There is a 50-100% incidence of obstructive sleep apnea in individuals with Down Syndrome, with almost 60% of children with Down syndrome having abnormal sleep studies by age 3.5 – 4 years. The overall incidence of obstructive sleep apnea increases as children grow older.

Why Do Individuals With Down Syndrome Have a Higher Incidence of Obstructive Sleep Apnea?

Anatomy accounts for many of the reasons why there is a higher incidence of obstructive sleep apnea (OSA) in individuals with Down syndrome.
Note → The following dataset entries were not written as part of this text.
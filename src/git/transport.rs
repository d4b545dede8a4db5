//! git::transport
//!
//! Network operations against an application's remote.
//!
//! # Design
//!
//! [`Transport`] is the seam between repository work and the outside world:
//! it decides which remote urls are acceptable and how credentials are
//! produced. [`SshTransport`] is the production implementation; it accepts
//! ssh remotes only and authenticates with the per-call deploy key, read
//! from memory and never written to disk.
//!
//! A [`RemoteSession`] binds one transport, url, key pair and deadline for a
//! single network call. Every libgit2 progress callback checks the deadline
//! and cancels the transfer once it has passed.

use std::cell::{Cell, RefCell};
use std::fmt;
use std::path::Path;

use super::error::GitError;
use super::interface::Git;
use super::report::FetchSummary;
use crate::auth::DeployKeyPair;
use crate::core::config::Config;
use crate::core::types::{BranchName, Deadline, RemoteUrl};

/// Policy for reaching remotes.
pub trait Transport: Send + Sync + fmt::Debug {
    /// Validate a caller-supplied remote url.
    ///
    /// # Errors
    ///
    /// - [`GitError::UnsupportedRemoteScheme`] for schemes this transport refuses
    /// - [`GitError::InvalidRemote`] for malformed urls
    fn parse_url(&self, url: &str) -> Result<RemoteUrl, GitError>;

    /// Produce credentials when libgit2 asks for them.
    fn credentials(
        &self,
        url: &RemoteUrl,
        keys: Option<&DeployKeyPair>,
        username_from_url: Option<&str>,
        allowed: git2::CredentialType,
    ) -> Result<git2::Cred, git2::Error>;

    /// Whether hosts missing from known_hosts are accepted.
    fn accept_unknown_hosts(&self) -> bool {
        false
    }
}

/// SSH-only transport authenticating with deploy keys.
#[derive(Debug, Clone)]
pub struct SshTransport {
    username: String,
    trust_unknown_hosts: bool,
}

impl SshTransport {
    pub fn new(username: impl Into<String>, trust_unknown_hosts: bool) -> Self {
        Self {
            username: username.into(),
            trust_unknown_hosts,
        }
    }

    pub fn from_config(config: &Config) -> Self {
        Self::new(config.ssh_username(), config.trust_unknown_hosts())
    }
}

impl Transport for SshTransport {
    fn parse_url(&self, url: &str) -> Result<RemoteUrl, GitError> {
        Ok(RemoteUrl::parse(url)?)
    }

    fn credentials(
        &self,
        url: &RemoteUrl,
        keys: Option<&DeployKeyPair>,
        username_from_url: Option<&str>,
        allowed: git2::CredentialType,
    ) -> Result<git2::Cred, git2::Error> {
        let user = username_from_url
            .or(url.username())
            .unwrap_or(self.username.as_str());

        if allowed.contains(git2::CredentialType::USERNAME) {
            return git2::Cred::username(user);
        }

        if allowed.intersects(git2::CredentialType::SSH_KEY | git2::CredentialType::SSH_MEMORY) {
            let keys = keys.ok_or_else(|| {
                git2::Error::new(
                    git2::ErrorCode::Auth,
                    git2::ErrorClass::Ssh,
                    "remote requires a deploy key but none was supplied",
                )
            })?;
            return git2::Cred::ssh_key_from_memory(
                user,
                keys.public_key(),
                keys.private_key(),
                None,
            );
        }

        Err(git2::Error::new(
            git2::ErrorCode::Auth,
            git2::ErrorClass::Ssh,
            "remote asked for an unsupported credential type",
        ))
    }

    fn accept_unknown_hosts(&self) -> bool {
        self.trust_unknown_hosts
    }
}

/// One network call's worth of remote context.
#[derive(Clone, Copy)]
pub struct RemoteSession<'a> {
    pub transport: &'a dyn Transport,
    pub url: &'a RemoteUrl,
    pub keys: Option<&'a DeployKeyPair>,
    pub deadline: Deadline,
}

impl fmt::Debug for RemoteSession<'_> {
    fn fmt(&self, f: &mut fmt::Formatter<'_>) -> fmt::Result {
        f.debug_struct("RemoteSession")
            .field("url", &self.url.as_str())
            .field("key", &self.keys.map(DeployKeyPair::fingerprint))
            .finish()
    }
}

impl<'a> RemoteSession<'a> {
    pub fn new(
        transport: &'a dyn Transport,
        url: &'a RemoteUrl,
        keys: Option<&'a DeployKeyPair>,
        deadline: Deadline,
    ) -> Self {
        Self {
            transport,
            url,
            keys,
            deadline,
        }
    }

    /// Callbacks enforcing the deadline, with one key attempt per call.
    fn callbacks<'cb>(&self) -> git2::RemoteCallbacks<'cb>
    where
        'a: 'cb,
    {
        let session = *self;
        let attempts = Cell::new(0u32);

        let mut callbacks = git2::RemoteCallbacks::new();
        callbacks.credentials(move |_url, username_from_url, allowed| {
            if session.deadline.expired() {
                return Err(git2::Error::new(
                    git2::ErrorCode::User,
                    git2::ErrorClass::Callback,
                    "deadline expired",
                ));
            }
            let key_request = allowed
                .intersects(git2::CredentialType::SSH_KEY | git2::CredentialType::SSH_MEMORY);
            if key_request {
                attempts.set(attempts.get() + 1);
                if attempts.get() > 1 {
                    return Err(git2::Error::new(
                        git2::ErrorCode::Auth,
                        git2::ErrorClass::Ssh,
                        "deploy key was rejected by the remote",
                    ));
                }
            }
            session
                .transport
                .credentials(session.url, session.keys, username_from_url, allowed)
        });

        let deadline = self.deadline;
        callbacks.transfer_progress(move |_| !deadline.expired());
        callbacks.sideband_progress(move |_| !deadline.expired());

        let accept_unknown = self.transport.accept_unknown_hosts();
        callbacks.certificate_check(move |_cert, host| {
            if accept_unknown {
                tracing::debug!(host, "accepting host key without verification");
                Ok(git2::CertificateCheckStatus::CertificateOk)
            } else {
                Ok(git2::CertificateCheckStatus::CertificatePassthrough)
            }
        });
        callbacks
    }

    fn fetch_options<'cb>(&self) -> git2::FetchOptions<'cb>
    where
        'a: 'cb,
    {
        let mut opts = git2::FetchOptions::new();
        opts.remote_callbacks(self.callbacks());
        opts
    }

    fn check_deadline(&self, context: &str) -> Result<(), GitError> {
        if self.deadline.expired() {
            Err(GitError::Timeout(context.to_string()))
        } else {
            Ok(())
        }
    }

    /// Classify a network error, reporting cancellations past the deadline
    /// as timeouts.
    fn classify(&self, err: git2::Error, context: &str) -> GitError {
        if self.deadline.expired() {
            GitError::Timeout(format!("{}: deadline exceeded", context))
        } else {
            GitError::from_git2(err, context)
        }
    }
}

/// Clone the session's remote into `path` with its default branch checked out.
///
/// An empty remote yields a repository with an unborn HEAD.
pub fn clone_into(
    session: &RemoteSession<'_>,
    path: &Path,
    remote_name: &str,
) -> Result<Git, GitError> {
    session.check_deadline("clone")?;

    let mut builder = git2::build::RepoBuilder::new();
    builder.fetch_options(session.fetch_options());
    let remote_name = remote_name.to_string();
    builder.remote_create(move |repo, _name, url| repo.remote(&remote_name, url));

    let repo = builder
        .clone(session.url.as_str(), path)
        .map_err(|e| session.classify(e, "clone"))?;
    Ok(Git { repo })
}

/// Ask the remote for its default branch without fetching objects.
///
/// Returns `None` for a remote that advertises no HEAD, which is how an
/// empty remote answers.
pub fn probe(session: &RemoteSession<'_>, git: &Git) -> Result<Option<BranchName>, GitError> {
    session.check_deadline("probe remote")?;

    let mut remote = git
        .repo
        .remote_anonymous(session.url.as_str())
        .map_err(|e| GitError::from_git2(e, "probe remote"))?;
    let connection = remote
        .connect_auth(git2::Direction::Fetch, Some(session.callbacks()), None)
        .map_err(|e| session.classify(e, "probe remote"))?;

    // list() is not usable here: an empty remote hands back a null ref array
    let head = match connection.default_branch() {
        Ok(buf) => buf,
        Err(e) if e.code() == git2::ErrorCode::NotFound => return Ok(None),
        Err(e) => return Err(session.classify(e, "probe remote")),
    };
    Ok(head
        .as_str()
        .and_then(|name| name.strip_prefix("refs/heads/"))
        .and_then(|name| BranchName::new(name).ok()))
}

/// Fetch `refspecs` from the named remote.
///
/// Reports which remote-tracking branches were created or moved.
pub fn fetch(
    session: &RemoteSession<'_>,
    git: &Git,
    remote_name: &str,
    refspecs: &[String],
) -> Result<FetchSummary, GitError> {
    session.check_deadline("fetch")?;

    let before = git.remote_tracking_tips(remote_name)?;
    let mut remote = git
        .repo
        .find_remote(remote_name)
        .map_err(|_| GitError::InvalidRemote(format!("no remote named '{}'", remote_name)))?;

    let specs: Vec<&str> = refspecs.iter().map(String::as_str).collect();
    let mut opts = session.fetch_options();
    remote
        .fetch(&specs, Some(&mut opts), Some("appgit: fetch"))
        .map_err(|e| session.classify(e, "fetch"))?;
    let received_objects = remote.stats().received_objects();

    let after = git.remote_tracking_tips(remote_name)?;
    let updated = after
        .into_iter()
        .filter(|(branch, oid)| !before.iter().any(|(b, o)| b == branch && o == oid))
        .map(|(branch, _)| branch)
        .collect();

    Ok(FetchSummary {
        updated,
        received_objects,
    })
}

/// Push the local tip of `branch` to the same name on the remote.
///
/// Never forced. On success the remote-tracking ref is moved to the pushed
/// tip and the pushed oid is returned.
///
/// # Errors
///
/// - [`GitError::NonFastForward`] if the remote has commits the local branch lacks
/// - [`GitError::BranchNotFound`] if the branch has no local commits
pub fn push_branch(
    session: &RemoteSession<'_>,
    git: &Git,
    remote_name: &str,
    branch: &BranchName,
) -> Result<String, GitError> {
    session.check_deadline("push")?;

    let tip = git
        .branch_tip(branch)?
        .ok_or_else(|| GitError::BranchNotFound(branch.to_string()))?;
    let mut remote = git
        .repo
        .find_remote(remote_name)
        .map_err(|_| GitError::InvalidRemote(format!("no remote named '{}'", remote_name)))?;

    let rejection: RefCell<Option<String>> = RefCell::new(None);
    let accepted = Cell::new(false);
    let result = {
        let mut callbacks = session.callbacks();
        callbacks.push_update_reference(|_refname, status| {
            match status {
                Some(message) => *rejection.borrow_mut() = Some(message.to_string()),
                None => accepted.set(true),
            }
            Ok(())
        });
        let mut opts = git2::PushOptions::new();
        opts.remote_callbacks(callbacks);

        let refspec = format!("{0}:{0}", branch.ref_name());
        remote.push(&[refspec.as_str()], Some(&mut opts))
    };

    if let Err(e) = result {
        let mut err = session.classify(e, branch.as_str());
        if accepted.get() {
            err = GitError::Transport(format!(
                "{}; the push may already be visible on the remote",
                err
            ));
        }
        return Err(err);
    }

    if let Some(message) = rejection.into_inner() {
        let lower = message.to_ascii_lowercase();
        return Err(
            if ["non-fast-forward", "fetch first", "stale"]
                .iter()
                .any(|m| lower.contains(m))
            {
                GitError::NonFastForward {
                    branch: branch.to_string(),
                }
            } else {
                GitError::Transport(format!("remote rejected {}: {}", branch, message))
            },
        );
    }

    git.set_remote_tracking(remote_name, branch, &tip)?;
    Ok(tip.to_string())
}

#[cfg(test)]
mod tests {
    use super::*;

    #[test]
    fn ssh_transport_rejects_other_schemes() {
        let transport = SshTransport::new("git", false);
        assert!(matches!(
            transport.parse_url("https://example.com/a.git"),
            Err(GitError::UnsupportedRemoteScheme(_))
        ));
        assert!(matches!(
            transport.parse_url("/srv/git/a.git"),
            Err(GitError::UnsupportedRemoteScheme(_))
        ));
        assert!(transport.parse_url("git@example.com:team/a.git").is_ok());
    }

    #[test]
    fn username_credential_prefers_url_user() {
        let transport = SshTransport::new("git", false);
        let url = RemoteUrl::parse("ssh://deploy@example.com/a.git").unwrap();
        let cred = transport
            .credentials(&url, None, None, git2::CredentialType::USERNAME)
            .unwrap();
        assert!(cred.has_username());
    }

    #[test]
    fn key_request_without_keys_is_auth_error() {
        let transport = SshTransport::new("git", false);
        let url = RemoteUrl::parse("git@example.com:a.git").unwrap();
        let Err(err) =
            transport.credentials(&url, None, Some("git"), git2::CredentialType::SSH_KEY)
        else {
            panic!("expected an auth error");
        };
        assert_eq!(err.code(), git2::ErrorCode::Auth);
        assert!(matches!(
            GitError::from_git2(err, "clone"),
            GitError::Authentication(_)
        ));
    }

    #[test]
    fn unknown_host_policy_follows_config() {
        assert!(!SshTransport::new("git", false).accept_unknown_hosts());
        assert!(SshTransport::new("git", true).accept_unknown_hosts());
    }

    #[test]
    fn session_debug_hides_keys() {
        let transport = SshTransport::new("git", false);
        let url = RemoteUrl::parse("git@example.com:a.git").unwrap();
        let session = RemoteSession::new(
            &transport,
            &url,
            None,
            Deadline::after(std::time::Duration::from_secs(5)),
        );
        let debug = format!("{:?}", session);
        assert!(debug.contains("git@example.com:a.git"));
        assert!(!debug.contains("PRIVATE"));
    }
}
Some of those factors include: central apnea, low muscle tone in the mouth and upper airway, poor coordination of airway movements, narrowed air passages in the midface and throat, a relatively large tongue, and hypertrophy (enlargement) of adenoid and tonsillar tissues.  Increased upper airway infections and nasal secretions and a higher incidence of obesity further contribute to collapse and obstruction of both the oropharynx and the hypopharynx when the individual is sleeping.

What Are the Effects of Obstructive Sleep Apnea?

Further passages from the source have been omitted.